[[ Extracted material, beginning ]]
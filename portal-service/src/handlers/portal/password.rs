use service_core::{
    axum::{extract::State, http::StatusCode, response::IntoResponse, Json},
    error::AppError,
};

use crate::{
    dtos::portal::{SetupPasswordRequest, VerifyPasswordRequest, VerifyPasswordResponse},
    utils::ValidatedJson,
    AppState,
};

/// Set up a fallback password
///
/// Only allowlisted members can set one; setting it again replaces it.
#[utoipa::path(
    post,
    path = "/portal/setup-password",
    request_body = SetupPasswordRequest,
    responses(
        (status = 200, description = "Password configured"),
        (status = 403, description = "Email not on the allowlist", body = ErrorResponse),
        (status = 404, description = "Portal not found", body = ErrorResponse),
        (status = 422, description = "Validation error", body = ErrorResponse),
        (status = 500, description = "Internal server error", body = ErrorResponse)
    ),
    tag = "Portal Auth"
)]
pub async fn setup_password(
    State(state): State<AppState>,
    ValidatedJson(req): ValidatedJson<SetupPasswordRequest>,
) -> Result<impl IntoResponse, AppError> {
    state
        .portal_auth
        .setup_password(&req.email, &req.password, &req.slug)
        .await?;

    Ok((
        StatusCode::OK,
        Json(serde_json::json!({
            "message": "Password set up successfully"
        })),
    ))
}

/// Verify a fallback password
#[utoipa::path(
    post,
    path = "/portal/verify-password",
    request_body = VerifyPasswordRequest,
    responses(
        (status = 200, description = "Password correct", body = VerifyPasswordResponse),
        (status = 400, description = "Password not set up", body = ErrorResponse),
        (status = 401, description = "Wrong password", body = ErrorResponse),
        (status = 403, description = "Email not on the allowlist", body = ErrorResponse),
        (status = 404, description = "Portal not found", body = ErrorResponse),
        (status = 422, description = "Validation error", body = ErrorResponse),
        (status = 500, description = "Internal server error", body = ErrorResponse)
    ),
    tag = "Portal Auth"
)]
pub async fn verify_password(
    State(state): State<AppState>,
    ValidatedJson(req): ValidatedJson<VerifyPasswordRequest>,
) -> Result<impl IntoResponse, AppError> {
    let member = state
        .portal_auth
        .verify_password(&req.email, &req.password, &req.slug)
        .await?;

    Ok((
        StatusCode::OK,
        Json(VerifyPasswordResponse {
            email: member.email,
        }),
    ))
}
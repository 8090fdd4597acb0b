use service_core::{
    axum::{
        extract::{Path, Query, State},
        http::StatusCode,
        response::IntoResponse,
        Json,
    },
    error::AppError,
};
use uuid::Uuid;

use crate::{
    dtos::portal::{
        AddMembersRequest, AddMembersResponse, MemberScopeQuery, MemberSummary,
        MembersListResponse, UpdateMemberRoleRequest,
    },
    utils::ValidatedJson,
    AppState,
};

/// Add members to a client's allowlist
///
/// Rows with a bad email or empty name are skipped; the count reflects what
/// was actually written. Re-adding an existing email refreshes its name and
/// role and reactivates it.
#[utoipa::path(
    post,
    path = "/portal/members",
    request_body = AddMembersRequest,
    responses(
        (status = 200, description = "Members added", body = AddMembersResponse),
        (status = 400, description = "No valid members in the batch", body = ErrorResponse),
        (status = 404, description = "Portal or client not found", body = ErrorResponse),
        (status = 422, description = "Validation error", body = ErrorResponse),
        (status = 500, description = "Internal server error", body = ErrorResponse)
    ),
    tag = "Portal Members"
)]
pub async fn add_members(
    State(state): State<AppState>,
    ValidatedJson(req): ValidatedJson<AddMembersRequest>,
) -> Result<impl IntoResponse, AppError> {
    let added_count = state
        .allowlist
        .add_members(&req.company_slug, req.client_id, req.members)
        .await?;

    Ok((StatusCode::OK, Json(AddMembersResponse { added_count })))
}

/// List a client's allowlist members
#[utoipa::path(
    get,
    path = "/portal/clients/{client_id}/members",
    params(
        ("client_id" = Uuid, Path, description = "Client id"),
        MemberScopeQuery
    ),
    responses(
        (status = 200, description = "Member list", body = MembersListResponse),
        (status = 404, description = "Portal or client not found", body = ErrorResponse),
        (status = 500, description = "Internal server error", body = ErrorResponse)
    ),
    tag = "Portal Members"
)]
pub async fn list_members(
    State(state): State<AppState>,
    Path(client_id): Path<Uuid>,
    Query(scope): Query<MemberScopeQuery>,
) -> Result<impl IntoResponse, AppError> {
    let (client, members) = state
        .allowlist
        .list_members(&scope.company_slug, client_id)
        .await?;

    let members: Vec<MemberSummary> = members
        .into_iter()
        .map(|m| MemberSummary {
            member_id: m.member_id,
            email: m.email.clone(),
            name: m.name.clone(),
            role: m.role(),
            is_active: m.is_active,
            is_main_client: m.is_main_client(&client.email),
            created_utc: m.created_utc,
        })
        .collect();

    let total_count = members.len();
    Ok((
        StatusCode::OK,
        Json(MembersListResponse {
            members,
            total_count,
        }),
    ))
}

/// Change a member's role
#[utoipa::path(
    patch,
    path = "/portal/members/{member_id}",
    params(("member_id" = Uuid, Path, description = "Member id")),
    request_body = UpdateMemberRoleRequest,
    responses(
        (status = 200, description = "Role updated"),
        (status = 404, description = "Portal or member not found", body = ErrorResponse),
        (status = 422, description = "Validation error", body = ErrorResponse),
        (status = 500, description = "Internal server error", body = ErrorResponse)
    ),
    tag = "Portal Members"
)]
pub async fn update_member_role(
    State(state): State<AppState>,
    Path(member_id): Path<Uuid>,
    ValidatedJson(req): ValidatedJson<UpdateMemberRoleRequest>,
) -> Result<impl IntoResponse, AppError> {
    state
        .allowlist
        .update_member_role(&req.company_slug, member_id, req.role)
        .await?;

    Ok((
        StatusCode::OK,
        Json(serde_json::json!({
            "message": "Member role updated"
        })),
    ))
}

/// Remove a member from the allowlist
///
/// Soft delete: the row is kept with is_active = false. The main client
/// contact cannot be removed.
#[utoipa::path(
    delete,
    path = "/portal/members/{member_id}",
    params(
        ("member_id" = Uuid, Path, description = "Member id"),
        MemberScopeQuery
    ),
    responses(
        (status = 200, description = "Member removed"),
        (status = 403, description = "Member is the main client", body = ErrorResponse),
        (status = 404, description = "Portal or member not found", body = ErrorResponse),
        (status = 500, description = "Internal server error", body = ErrorResponse)
    ),
    tag = "Portal Members"
)]
pub async fn remove_member(
    State(state): State<AppState>,
    Path(member_id): Path<Uuid>,
    Query(scope): Query<MemberScopeQuery>,
) -> Result<impl IntoResponse, AppError> {
    state
        .allowlist
        .remove_member(&scope.company_slug, member_id)
        .await?;

    Ok((
        StatusCode::OK,
        Json(serde_json::json!({
            "message": "Member removed from portal"
        })),
    ))
}
//! Client session model - portal sessions independent of the main
//! application's auth provider.

use chrono::{DateTime, Duration, Utc};
use sqlx::FromRow;
use uuid::Uuid;

/// Portal session entity. Tokens are opaque random strings stored as SHA-256
/// hashes; validity is decided solely by this row, so the store must be
/// consulted on every request. Name and role are never cached here - they
/// are re-read from the allowlist at validation time.
#[derive(Debug, Clone, FromRow)]
pub struct ClientSession {
    pub session_id: Uuid,
    pub account_id: Uuid,
    pub email: String,
    pub session_token_hash: String,
    pub refresh_token_hash: String,
    pub expiry_utc: DateTime<Utc>,
    pub created_utc: DateTime<Utc>,
}

impl ClientSession {
    /// Create a session expiring a fixed `ttl_hours` from now.
    pub fn new(
        account_id: Uuid,
        email: String,
        session_token_hash: String,
        refresh_token_hash: String,
        ttl_hours: i64,
    ) -> Self {
        Self {
            session_id: Uuid::new_v4(),
            account_id,
            email: email.trim().to_lowercase(),
            session_token_hash,
            refresh_token_hash,
            expiry_utc: Utc::now() + Duration::hours(ttl_hours),
            created_utc: Utc::now(),
        }
    }

    pub fn is_expired(&self) -> bool {
        Utc::now() > self.expiry_utc
    }
}
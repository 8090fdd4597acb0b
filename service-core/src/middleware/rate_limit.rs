use axum::{
    extract::{Request, State},
    middleware::Next,
    response::Response,
};
use governor::{
    clock::{Clock, DefaultClock},
    state::{keyed::DashMapStateStore, InMemoryState, NotKeyed},
    Quota, RateLimiter,
};

use crate::error::AppError;
use std::{net::SocketAddr, num::NonZeroU32, sync::Arc, time::Duration};

/// Rate limiter for global/unkeyed use
pub type UnkeyedRateLimiter = Arc<RateLimiter<NotKeyed, InMemoryState, DefaultClock>>;

/// Rate limiter keyed by IP address
pub type IpRateLimiter = Arc<RateLimiter<SocketAddr, DashMapStateStore<SocketAddr>, DefaultClock>>;

/// Create an unkeyed rate limiter
pub fn create_unkeyed_rate_limiter(attempts: u32, window_seconds: u64) -> UnkeyedRateLimiter {
    let attempts = attempts.max(1);
    let period = Duration::from_millis((window_seconds * 1000) / attempts as u64);
    let quota = Quota::with_period(period)
        .expect("Failed to create quota with valid period")
        .allow_burst(NonZeroU32::new(attempts).expect("attempts is guaranteed to be non-zero"));

    Arc::new(RateLimiter::direct(quota))
}

/// Create a keyed rate limiter (by IP)
pub fn create_ip_rate_limiter(attempts: u32, window_seconds: u64) -> IpRateLimiter {
    let attempts = attempts.max(1);
    let period = Duration::from_millis((window_seconds * 1000) / attempts as u64);
    let quota = Quota::with_period(period)
        .expect("Failed to create quota with valid period")
        .allow_burst(NonZeroU32::new(attempts).expect("attempts is guaranteed to be non-zero"));

    Arc::new(RateLimiter::dashmap(quota))
}

/// Middleware for IP-based rate limiting
pub async fn ip_rate_limit_middleware(
    State(limiter): State<IpRateLimiter>,
    request: Request,
    next: Next,
) -> Result<Response, AppError> {
    let forwarded_ip = request
        .headers()
        .get("x-forwarded-for")
        .and_then(|v| v.to_str().ok())
        .and_then(|s| s.split(',').next())
        .and_then(|s| s.trim().parse::<std::net::IpAddr>().ok());

    let addr = if let Some(ip) = forwarded_ip {
        Some(SocketAddr::new(ip, 0))
    } else {
        request
            .extensions()
            .get::<axum::extract::ConnectInfo<SocketAddr>>()
            .map(|axum::extract::ConnectInfo(addr)| *addr)
    };

    match addr {
        Some(addr) => match limiter.check_key(&addr) {
            Ok(_) => Ok(next.run(request).await),
            Err(negative) => {
                let wait_time = negative.wait_time_from(DefaultClock::default().now());
                Err(AppError::TooManyRequests(
                    "Too many requests from this IP. Please try again later.".to_string(),
                    Some(wait_time.as_secs()),
                ))
            }
        },
        None => {
            tracing::warn!("Could not determine IP for rate limiting");
            Ok(next.run(request).await)
        }
    }
}
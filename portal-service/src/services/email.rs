use lettre::{
    message::header::ContentType, transport::smtp::authentication::Credentials, Message,
    SmtpTransport, Transport,
};
use service_core::axum::async_trait;
use std::time::Duration;

use super::ServiceError;

#[async_trait]
pub trait EmailProvider: Send + Sync {
    async fn send_magic_link_email(
        &self,
        to_email: &str,
        recipient_name: &str,
        company_name: &str,
        magic_link: &str,
    ) -> Result<(), ServiceError>;
}

#[derive(Clone)]
pub struct EmailService {
    mailer: SmtpTransport,
    from_email: String,
}

impl EmailService {
    pub fn new(config: &crate::config::SmtpConfig) -> Result<Self, ServiceError> {
        let creds = Credentials::new(config.username.clone(), config.password.clone());

        let mailer = SmtpTransport::relay(&config.host)
            .map_err(|e| ServiceError::EmailError(e.to_string()))?
            .credentials(creds)
            .port(config.port)
            .timeout(Some(Duration::from_secs(10)))
            .build();

        tracing::info!(host = %config.host, "Email service initialized");

        Ok(Self {
            mailer,
            from_email: config.from_email.clone(),
        })
    }

    async fn send_email(
        &self,
        to_email: &str,
        subject: &str,
        plain_body: &str,
        html_body: &str,
    ) -> Result<(), ServiceError> {
        let email = Message::builder()
            .from(
                self.from_email
                    .parse()
                    .map_err(|e: lettre::address::AddressError| {
                        ServiceError::EmailError(e.to_string())
                    })?,
            )
            .to(to_email
                .parse()
                .map_err(|e: lettre::address::AddressError| {
                    ServiceError::EmailError(e.to_string())
                })?)
            .subject(subject)
            .multipart(
                lettre::message::MultiPart::alternative()
                    .singlepart(
                        lettre::message::SinglePart::builder()
                            .header(ContentType::TEXT_PLAIN)
                            .body(plain_body.to_string()),
                    )
                    .singlepart(
                        lettre::message::SinglePart::builder()
                            .header(ContentType::TEXT_HTML)
                            .body(html_body.to_string()),
                    ),
            )
            .map_err(|e| ServiceError::EmailError(e.to_string()))?;

        // Send email in blocking thread pool to avoid blocking async runtime
        let mailer = self.mailer.clone();
        let result = tokio::task::spawn_blocking(move || mailer.send(&email))
            .await
            .map_err(|e| ServiceError::EmailError(e.to_string()))?;

        match result {
            Ok(_) => {
                tracing::info!(
                    to = %to_email,
                    subject = %subject,
                    "Email sent successfully"
                );
                Ok(())
            }
            Err(e) => {
                tracing::error!(
                    error = %e.to_string(),
                    to = %to_email,
                    "Failed to send email"
                );
                Err(ServiceError::EmailError(e.to_string()))
            }
        }
    }
}

#[async_trait]
impl EmailProvider for EmailService {
    async fn send_magic_link_email(
        &self,
        to_email: &str,
        recipient_name: &str,
        company_name: &str,
        magic_link: &str,
    ) -> Result<(), ServiceError> {
        let html_body = format!(
            r###"            <html>
                <body style="font-family: Arial, sans-serif;">
                    <h2>Sign in to your {company} portal</h2>
                    <p>Hi {name},</p>
                    <p>Click the link below to access your portal. No password needed:</p>
                    <p>
                        <a href="{link}" style="background-color: #4CAF50; color: white; padding: 14px 20px; text-decoration: none; border-radius: 4px;">
                            Open Portal
                        </a>
                    </p>
                    <p style="color: #666; font-size: 12px;">
                        This link will expire in 30 minutes. If you didn't request this, please ignore this email.
                    </p>
                </body>
            </html>
            "###,
            company = company_name,
            name = recipient_name,
            link = magic_link
        );

        let plain_body = format!(
            "Sign in to your {} portal\n\nHi {},\n\nVisit the following link to access your portal:\n\n{}\n\nThis link will expire in 30 minutes. If you didn't request this, please ignore this email.",
            company_name, recipient_name, magic_link
        );

        self.send_email(
            to_email,
            &format!("Your {} portal sign-in link", company_name),
            &plain_body,
            &html_body,
        )
        .await
    }
}

/// Test double that records what would have been sent.
#[derive(Default)]
pub struct MockEmailService {
    pub sent: std::sync::Mutex<Vec<SentEmail>>,
}

#[derive(Debug, Clone)]
pub struct SentEmail {
    pub to: String,
    pub magic_link: String,
}

#[async_trait]
impl EmailProvider for MockEmailService {
    async fn send_magic_link_email(
        &self,
        to_email: &str,
        _recipient_name: &str,
        _company_name: &str,
        magic_link: &str,
    ) -> Result<(), ServiceError> {
        self.sent
            .lock()
            .expect("mock email mutex poisoned")
            .push(SentEmail {
                to: to_email.to_string(),
                magic_link: magic_link.to_string(),
            });
        Ok(())
    }
}

#[cfg(test)]
mod tests {
    use super::*;

    #[test]
    fn test_email_service_creation() {
        let config = crate::config::SmtpConfig {
            host: "smtp.example.com".to_string(),
            port: 587,
            username: "portal@example.com".to_string(),
            password: "test_password".to_string(),
            from_email: "portal@example.com".to_string(),
        };

        let service = EmailService::new(&config);
        assert!(service.is_ok());
    }

    #[tokio::test]
    async fn mock_records_sent_links() {
        let mock = MockEmailService::default();
        mock.send_magic_link_email("a@x.com", "A", "Acme", "https://p/acme?token=t")
            .await
            .unwrap();
        let sent = mock.sent.lock().unwrap();
        assert_eq!(sent.len(), 1);
        assert_eq!(sent[0].to, "a@x.com");
    }
}
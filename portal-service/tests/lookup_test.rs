//! Portal existence and client slug lookup integration tests.

mod common;

use common::TestApp;
use serde_json::json;
use service_core::axum::http::StatusCode;

#[tokio::test]
#[ignore] // Requires running PostgreSQL
async fn existing_portal_reports_display_name() {
    let app = TestApp::spawn().await;
    app.seed_account(Some("Acme & Co.")).await;

    let (status, body) = app
        .post("/portal/check", json!({ "slug": "acme-co" }))
        .await;

    assert_eq!(status, StatusCode::OK);
    assert_eq!(body["exists"], true);
    assert_eq!(body["display_name"], "Acme & Co.");
}

#[tokio::test]
#[ignore] // Requires running PostgreSQL
async fn missing_portal_reports_not_exists() {
    let app = TestApp::spawn().await;

    let (status, body) = app
        .post("/portal/check", json!({ "slug": "nobody-here" }))
        .await;

    assert_eq!(status, StatusCode::OK);
    assert_eq!(body["exists"], false);
    assert!(body.get("display_name").is_none());
}

#[tokio::test]
#[ignore] // Requires running PostgreSQL
async fn slug_collision_resolves_to_oldest_account() {
    let app = TestApp::spawn().await;
    // Both names derive the slug "acme-co"; the older account wins
    app.seed_account(Some("Acme & Co.")).await;
    app.seed_account(Some("Acme Co")).await;

    let (status, body) = app
        .post("/portal/check", json!({ "slug": "acme-co" }))
        .await;

    assert_eq!(status, StatusCode::OK);
    assert_eq!(body["exists"], true);
    assert_eq!(body["display_name"], "Acme & Co.");
}

#[tokio::test]
#[ignore] // Requires running PostgreSQL
async fn client_slug_locates_the_member() {
    let app = TestApp::spawn().await;
    let account_id = app.seed_account(Some("Acme & Co.")).await;
    let client_id = app
        .seed_client(account_id, "Greta", "Globex", "greta@globex.com", Some("Globex"))
        .await;
    app.seed_member(
        account_id,
        client_id,
        "acme-co",
        "globex",
        "jane@globex.com",
        "Jane Doe",
        "viewer",
    )
    .await;

    let (status, body) = app
        .post(
            "/portal/client-slug",
            json!({ "email": "jane@globex.com", "company_slug": "acme-co" }),
        )
        .await;

    assert_eq!(status, StatusCode::OK);
    assert_eq!(body["client_slug"], "globex");
    assert_eq!(body["company_slug"], "acme-co");
    assert_eq!(body["name"], "Jane Doe");
}

#[tokio::test]
#[ignore] // Requires running PostgreSQL
async fn client_slug_for_unknown_email_is_forbidden() {
    let app = TestApp::spawn().await;
    app.seed_account(Some("Acme & Co.")).await;

    let (status, _) = app
        .post(
            "/portal/client-slug",
            json!({ "email": "stranger@evil.com", "company_slug": "acme-co" }),
        )
        .await;

    assert_eq!(status, StatusCode::FORBIDDEN);
}
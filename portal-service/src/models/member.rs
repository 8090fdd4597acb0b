//! Allowlist member model - the authorization record for a portal.

use chrono::{DateTime, Utc};
use serde::{Deserialize, Serialize};
use sqlx::FromRow;
use uuid::Uuid;

/// Portal member roles. Stored as text; validated at the API boundary so
/// arbitrary strings never reach the database.
#[derive(Debug, Clone, Copy, PartialEq, Eq, Serialize, Deserialize, utoipa::ToSchema)]
#[serde(rename_all = "lowercase")]
pub enum MemberRole {
    Owner,
    Admin,
    Editor,
    Viewer,
}

impl MemberRole {
    pub fn as_str(&self) -> &'static str {
        match self {
            MemberRole::Owner => "owner",
            MemberRole::Admin => "admin",
            MemberRole::Editor => "editor",
            MemberRole::Viewer => "viewer",
        }
    }
}

impl std::str::FromStr for MemberRole {
    type Err = String;

    fn from_str(s: &str) -> Result<Self, Self::Err> {
        match s.to_lowercase().as_str() {
            "owner" => Ok(MemberRole::Owner),
            "admin" => Ok(MemberRole::Admin),
            "editor" => Ok(MemberRole::Editor),
            "viewer" => Ok(MemberRole::Viewer),
            _ => Err(format!("Invalid member role: {}", s)),
        }
    }
}

/// Allowlist entry binding an email to an account (and client portal) with a
/// role, an active flag, and an optional password hash for the fallback
/// login path. Unique on (account_id, client_slug, email).
#[derive(Debug, Clone, FromRow)]
pub struct AllowlistMember {
    pub member_id: Uuid,
    pub account_id: Uuid,
    pub client_id: Uuid,
    pub company_slug: String,
    pub client_slug: String,
    pub email: String,
    pub name: String,
    pub role_code: String,
    pub is_active: bool,
    pub password_hash: Option<String>,
    pub has_password_setup: bool,
    pub created_utc: DateTime<Utc>,
}

impl AllowlistMember {
    #[allow(clippy::too_many_arguments)]
    pub fn new(
        account_id: Uuid,
        client_id: Uuid,
        company_slug: String,
        client_slug: String,
        email: String,
        name: String,
        role: MemberRole,
    ) -> Self {
        Self {
            member_id: Uuid::new_v4(),
            account_id,
            client_id,
            company_slug,
            client_slug,
            email: email.trim().to_lowercase(),
            name: name.trim().to_string(),
            role_code: role.as_str().to_string(),
            is_active: true,
            password_hash: None,
            has_password_setup: false,
            created_utc: Utc::now(),
        }
    }

    /// Parse the stored role, defaulting to viewer for rows written before
    /// the role column was constrained.
    pub fn role(&self) -> MemberRole {
        self.role_code.parse().unwrap_or(MemberRole::Viewer)
    }

    /// The main client contact (email equal to the owning client's email) is
    /// protected from removal.
    pub fn is_main_client(&self, client_email: &str) -> bool {
        self.email.eq_ignore_ascii_case(client_email.trim())
    }
}

#[cfg(test)]
mod tests {
    use super::*;

    fn member(email: &str) -> AllowlistMember {
        AllowlistMember::new(
            Uuid::new_v4(),
            Uuid::new_v4(),
            "acme-co".to_string(),
            "clienta".to_string(),
            email.to_string(),
            "A Person".to_string(),
            MemberRole::Viewer,
        )
    }

    #[test]
    fn email_is_normalized_on_construction() {
        assert_eq!(member(" Jane@Example.COM ").email, "jane@example.com");
    }

    #[test]
    fn role_round_trip() {
        for role in [
            MemberRole::Owner,
            MemberRole::Admin,
            MemberRole::Editor,
            MemberRole::Viewer,
        ] {
            assert_eq!(role.as_str().parse::<MemberRole>().unwrap(), role);
        }
    }

    #[test]
    fn unknown_stored_role_falls_back_to_viewer() {
        let mut m = member("a@x.com");
        m.role_code = "superuser".to_string();
        assert_eq!(m.role(), MemberRole::Viewer);
    }

    #[test]
    fn main_client_detection_is_case_insensitive() {
        let m = member("owner@client.com");
        assert!(m.is_main_client("Owner@Client.com"));
        assert!(!m.is_main_client("other@client.com"));
    }
}
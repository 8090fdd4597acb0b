//! Argon2id hashing for the portal's fallback password path.

use argon2::{
    password_hash::{rand_core::OsRng, PasswordHash, PasswordHasher, PasswordVerifier, SaltString},
    Argon2,
};

/// Plaintext portal password, wrapped so it never lands in logs or error
/// messages by accident.
#[derive(Debug, Clone)]
pub struct Password(String);

impl Password {
    pub fn new(password: String) -> Self {
        Self(password)
    }

    pub fn as_str(&self) -> &str {
        &self.0
    }
}

/// Encoded hash as stored in `client_allowlist.password_hash`.
#[derive(Debug, Clone)]
pub struct PasswordHashString(String);

impl PasswordHashString {
    pub fn new(hash: String) -> Self {
        Self(hash)
    }

    pub fn as_str(&self) -> &str {
        &self.0
    }

    pub fn into_string(self) -> String {
        self.0
    }
}

/// Hash a member's password with Argon2id default parameters. A fresh salt
/// is generated each call and embedded in the encoded hash.
pub fn hash_password(password: &Password) -> Result<PasswordHashString, anyhow::Error> {
    let argon2 = Argon2::default();
    let salt = SaltString::generate(&mut OsRng);

    let password_hash = argon2
        .hash_password(password.as_str().as_bytes(), &salt)
        .map_err(|e| anyhow::anyhow!("Failed to hash password: {}", e))?
        .to_string();

    Ok(PasswordHashString::new(password_hash))
}

/// Check a candidate password against a stored hash. `Ok(())` on a match,
/// an error for a mismatch or an undecodable hash.
pub fn verify_password(
    password: &Password,
    password_hash: &PasswordHashString,
) -> Result<(), anyhow::Error> {
    let parsed_hash = PasswordHash::new(password_hash.as_str())
        .map_err(|e| anyhow::anyhow!("Invalid password hash format: {}", e))?;

    Argon2::default()
        .verify_password(password.as_str().as_bytes(), &parsed_hash)
        .map_err(|_| anyhow::anyhow!("Password verification failed"))
}

#[cfg(test)]
mod tests {
    use super::*;

    #[test]
    fn test_hash_password() {
        let password = Password::new("portalSecret123".to_string());
        let hash = hash_password(&password).expect("Failed to hash password");

        assert!(!hash.as_str().is_empty());
        assert!(hash.as_str().starts_with("$argon2"));
    }

    #[test]
    fn test_verify_password_correct() {
        let password = Password::new("portalSecret123".to_string());
        let hash = hash_password(&password).expect("Failed to hash password");

        assert!(verify_password(&password, &hash).is_ok());
    }

    #[test]
    fn test_verify_password_incorrect() {
        let password = Password::new("portalSecret123".to_string());
        let hash = hash_password(&password).expect("Failed to hash password");

        let wrong_password = Password::new("wrongPassword".to_string());

        assert!(verify_password(&wrong_password, &hash).is_err());
    }

    #[test]
    fn test_different_hashes_for_same_password() {
        let password = Password::new("portalSecret123".to_string());
        let hash1 = hash_password(&password).expect("Failed to hash password");
        let hash2 = hash_password(&password).expect("Failed to hash password");

        // Random salt: same password, different hashes
        assert_ne!(hash1.as_str(), hash2.as_str());

        assert!(verify_password(&password, &hash1).is_ok());
        assert!(verify_password(&password, &hash2).is_ok());
    }
}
[[ Extracted material, end ]]
#### Activity:
Going through the listing above line by line, tally those containing "MembersListResponse" and state only the total.

#### Exercise response:
3